### What the task asks
Among the lines below, how many have the word "none"? The reply is that number alone.

####

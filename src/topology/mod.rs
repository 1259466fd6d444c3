//! TopoJSON reading: shared arcs, per-feature geometry, and boundary meshes.

mod feature;
mod mesh;
mod topology;

pub use feature::Feature;
pub use topology::{FeatureId, Geometry, Shape, Topology};
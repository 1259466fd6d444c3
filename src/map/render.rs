use std::path::Path;

use geo::MultiPolygon;
use tracing::{debug, info};

use crate::{
    common::{multilinestring_to_path, multipolygon_to_path, SvgStringWriter},
    map::{category::stylesheet, AlbersUsa, DisplayCategory},
    topology::{FeatureId, Geometry, Topology},
    votes::{DistrictKey, VoteMapping},
    Error, Result,
};

/// Canvas size, projection scale and the topology object names to draw.
#[derive(Debug, Clone, PartialEq)]
pub struct RenderOptions {
    pub width: u32,
    pub height: u32,
    pub scale: f64,
    /// National topology object merged into the land outline (clip path).
    pub land_object: String,
    /// National topology object whose shared arcs become state boundaries.
    pub states_object: String,
    /// District topology object, one geometry per district.
    pub districts_object: String,
}

impl Default for RenderOptions {
    fn default() -> Self {
        Self {
            width: 960,
            height: 500,
            scale: 1000.0,
            land_object: "land".into(),
            states_object: "states".into(),
            districts_object: "districts".into(),
        }
    }
}

#[derive(Debug, Clone, Copy, PartialEq, Eq)]
pub enum ImageFormat {
    Svg,
    Png,
}

impl ImageFormat {
    /// Pick the format from the file extension (case-insensitive).
    pub fn from_path(path: &Path) -> Result<Self> {
        let extension = path.extension()
            .and_then(|ext| ext.to_str())
            .map(str::to_ascii_lowercase);

        match extension.as_deref() {
            Some("svg") => Ok(ImageFormat::Svg),
            Some("png") => Ok(ImageFormat::Png),
            _ => Err(Error::Output {
                path: path.to_path_buf(),
                source: std::io::Error::new(std::io::ErrorKind::InvalidInput,
                    "unsupported output format (expected .svg or .png)"),
            }),
        }
    }
}

/// Render the vote map in the requested format.
pub fn render(mapping: &VoteMapping, national: &Topology, districts: &Topology, options: &RenderOptions,
    format: ImageFormat) -> Result<Vec<u8>>
{
    let svg = render_svg(mapping, national, districts, options)?;
    match format {
        ImageFormat::Svg => Ok(svg.into_bytes()),
        ImageFormat::Png => rasterize(&svg),
    }
}

/// Render the vote map as a self-contained SVG document: every district filled by its
/// category, district and state boundaries on top, all clipped to the national land outline.
pub fn render_svg(mapping: &VoteMapping, national: &Topology, districts: &Topology, options: &RenderOptions)
    -> Result<String>
{
    let albers = AlbersUsa::new(options.scale,
        [f64::from(options.width) / 2.0, f64::from(options.height) / 2.0])?;
    let project = |line: &geo::LineString<f64>| albers.project_line(line);

    let land = national.merge_polygons(&options.land_object)?;
    let features = districts.features(&options.districts_object)?;
    let district_lines = districts.mesh(&options.districts_object,
        |a, b| !std::ptr::eq(a, b) && state_of(a) == state_of(b))?;
    let state_lines = national.mesh(&options.states_object, |a, b| !std::ptr::eq(a, b))?;

    info!(districts = features.len(), records = mapping.len(), "rendering map");

    let mut writer = SvgStringWriter::new();
    let mut emit = || -> std::io::Result<()> {
        writer.write_header(options.width, options.height)?;
        writer.write_defs(&stylesheet(), &multipolygon_to_path(&land, &project))?;
        writer.write_land_clip(options.width, options.height)?;
        writer.open_clipped_group()?;

        let mut missing = 0usize;
        for feature in &features {
            let key = feature.id.as_ref().and_then(FeatureId::as_number).map(DistrictKey::from_feature_id);
            let category = DisplayCategory::classify(key, mapping);
            if category == DisplayCategory::NoData { missing += 1 }

            let shape = feature.geometry.as_ref().map_or_else(|| MultiPolygon(Vec::new()), polygons);
            writer.write_path(category.css_class(), &multipolygon_to_path(&shape, &project))?;
        }
        debug!(missing, "districts without a vote record");

        writer.write_path("district-boundaries", &multilinestring_to_path(&district_lines, &project))?;
        writer.write_path("state-boundaries", &multilinestring_to_path(&state_lines, &project))?;
        writer.close_group()?;
        writer.write_footer()
    };
    emit().map_err(|e| Error::Render(e.to_string()))?;

    Ok(writer.into_string())
}

/// Derived state code of a district geometry, from its numeric id.
fn state_of(geometry: &Geometry) -> Option<u32> {
    geometry.id.as_ref().and_then(FeatureId::as_number).map(|id| DistrictKey::from_feature_id(id).state)
}

/// Polygonal parts of a geometry; anything else draws nothing.
fn polygons(geometry: &geo::Geometry<f64>) -> MultiPolygon<f64> {
    match geometry {
        geo::Geometry::Polygon(polygon) => MultiPolygon(vec![polygon.clone()]),
        geo::Geometry::MultiPolygon(multi) => multi.clone(),
        geo::Geometry::GeometryCollection(collection) => {
            MultiPolygon(collection.iter().flat_map(|member| polygons(member).0).collect())
        }
        _ => MultiPolygon(Vec::new()),
    }
}

#[cfg(feature = "png")]
fn rasterize(svg: &str) -> Result<Vec<u8>> {
    use resvg::{tiny_skia, usvg};

    let tree = usvg::Tree::from_str(svg, &usvg::Options::default())
        .map_err(|e| Error::Render(format!("cannot parse SVG: {e}")))?;
    let size = tree.size().to_int_size();
    let mut pixmap = tiny_skia::Pixmap::new(size.width(), size.height())
        .ok_or_else(|| Error::Render(format!("cannot allocate a {}x{} pixmap", size.width(), size.height())))?;

    resvg::render(&tree, tiny_skia::Transform::default(), &mut pixmap.as_mut());
    pixmap.encode_png().map_err(|e| Error::Render(format!("cannot encode PNG: {e}")))
}

#[cfg(not(feature = "png"))]
fn rasterize(_svg: &str) -> Result<Vec<u8>> {
    Err(Error::Render("PNG output requires the `png` feature".into()))
}

#[cfg(test)]
mod tests {
    use super::*;
    use crate::votes::{BallotDecision, Party, VoteRecord};

    /// Two districts of NC side by side, plus a national file with one state and its land.
    const DISTRICTS: &str = r#"{
        "type": "Topology",
        "arcs": [
            [[-80, 35], [-80, 36]],
            [[-80, 36], [-81, 36], [-81, 35], [-80, 35]],
            [[-80, 35], [-79, 35], [-79, 36], [-80, 36]]
        ],
        "objects": {
            "districts": { "type": "GeometryCollection", "geometries": [
                { "type": "Polygon", "id": 3701, "arcs": [[0, 1]] },
                { "type": "Polygon", "id": 3702, "arcs": [[2, -1]] },
                { "type": null, "id": 3703 }
            ]}
        }
    }"#;

    const NATIONAL: &str = r#"{
        "type": "Topology",
        "arcs": [
            [[-82, 34], [-78, 34], [-78, 37], [-82, 37], [-82, 34]]
        ],
        "objects": {
            "land": { "type": "Polygon", "arcs": [[0]] },
            "states": { "type": "GeometryCollection", "geometries": [
                { "type": "Polygon", "id": 37, "arcs": [[0]] }
            ]}
        }
    }"#;

    fn topologies() -> (Topology, Topology) {
        (Topology::from_slice(NATIONAL.as_bytes()).unwrap(), Topology::from_slice(DISTRICTS.as_bytes()).unwrap())
    }

    fn district_classes(svg: &str) -> Vec<&str> {
        svg.lines()
            .filter_map(|line| line.strip_prefix(r#"<path class=""#))
            .filter_map(|rest| rest.split('"').next())
            .filter(|class| class.starts_with("district-") && !class.ends_with("boundaries"))
            .collect()
    }

    #[test]
    fn districts_take_their_category_class() {
        let (national, districts) = topologies();
        let mapping: VoteMapping = [
            VoteRecord { key: DistrictKey::from_feature_id(3701), decision: BallotDecision::Yea, party: Party::Republican },
            VoteRecord { key: DistrictKey::from_feature_id(3702), decision: BallotDecision::Nay, party: Party::Democrat },
        ].into_iter().collect();

        let svg = render_svg(&mapping, &national, &districts, &RenderOptions::default()).unwrap();
        assert_eq!(district_classes(&svg), ["district-rep-yes", "district-dem-no", "district-none"]);
    }

    #[test]
    fn document_structure() {
        let (national, districts) = topologies();
        let svg = render_svg(&VoteMapping::new(), &national, &districts, &RenderOptions::default()).unwrap();

        assert!(svg.contains(r#"<path id="land" d="M"#));
        assert!(svg.contains(r#"<clipPath id="clip-land">"#));
        assert!(svg.contains(r#"<g clip-path="url(#clip-land)">"#));
        assert!(!svg.contains("clippath"));

        // the shared edge is a district boundary; the single state has no interior edges
        assert!(svg.contains(r#"<path class="district-boundaries" d="M"#));
        assert!(svg.contains(r#"<path class="state-boundaries" d=""/>"#));

        let group = svg.find("<g clip-path").unwrap();
        let first_district = svg.find(r#"class="district-none""#).unwrap();
        assert!(group < first_district);
    }

    #[test]
    fn missing_object_is_an_error() {
        let (national, districts) = topologies();
        let options = RenderOptions { districts_object: "cd114".into(), ..RenderOptions::default() };
        assert!(render_svg(&VoteMapping::new(), &national, &districts, &options).is_err());
    }

    #[test]
    fn format_from_extension() {
        assert_eq!(ImageFormat::from_path(Path::new("out/map.svg")).unwrap(), ImageFormat::Svg);
        assert_eq!(ImageFormat::from_path(Path::new("map.PNG")).unwrap(), ImageFormat::Png);
        assert!(ImageFormat::from_path(Path::new("map.gif")).is_err());
        assert!(ImageFormat::from_path(Path::new("map")).is_err());
    }

    #[cfg(feature = "png")]
    #[test]
    fn png_output_has_signature() {
        let (national, districts) = topologies();
        let png = render(&VoteMapping::new(), &national, &districts, &RenderOptions::default(), ImageFormat::Png).unwrap();
        assert!(png.starts_with(b"\x89PNG\r\n\x1a\n"));
    }
}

####

### Answer box
2